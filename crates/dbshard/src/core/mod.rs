//! Core abstractions shared by every sharding component.
//!
//! - [`value`]: SQL values, rows and parameterized statements
//! - [`schema`]: table, column and index catalog metadata
//! - [`traits`]: driver capabilities (connect, execute, read catalog, map rows)
//! - [`identifier`]: identifier quoting for the few statements built here
//!
//! Driver crates implement [`ShardConnector`] and [`ShardConnection`]; the
//! router, executor, migration, schema and reference modules only ever talk
//! to those traits, so core logic is tested against the in-crate mock driver.

pub mod identifier;
pub mod schema;
pub mod traits;
pub mod value;

#[cfg(test)]
pub(crate) mod mock;

pub use schema::{ColumnDef, IndexDef, TableSchema};
pub use traits::{RowMapper, ShardConnection, ShardConnector};
pub use value::{ReferenceRow, Row, SqlValue, Statement};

--------------------------------------------------

◆ WORK ORDER
Using the records above, report each line with the string "ShardConnection".

◆ RESPONSE BOX
//! Driver crates implement [`ShardConnector`] and [`ShardConnection`]; the
pub use traits::{RowMapper, ShardConnection, ShardConnector};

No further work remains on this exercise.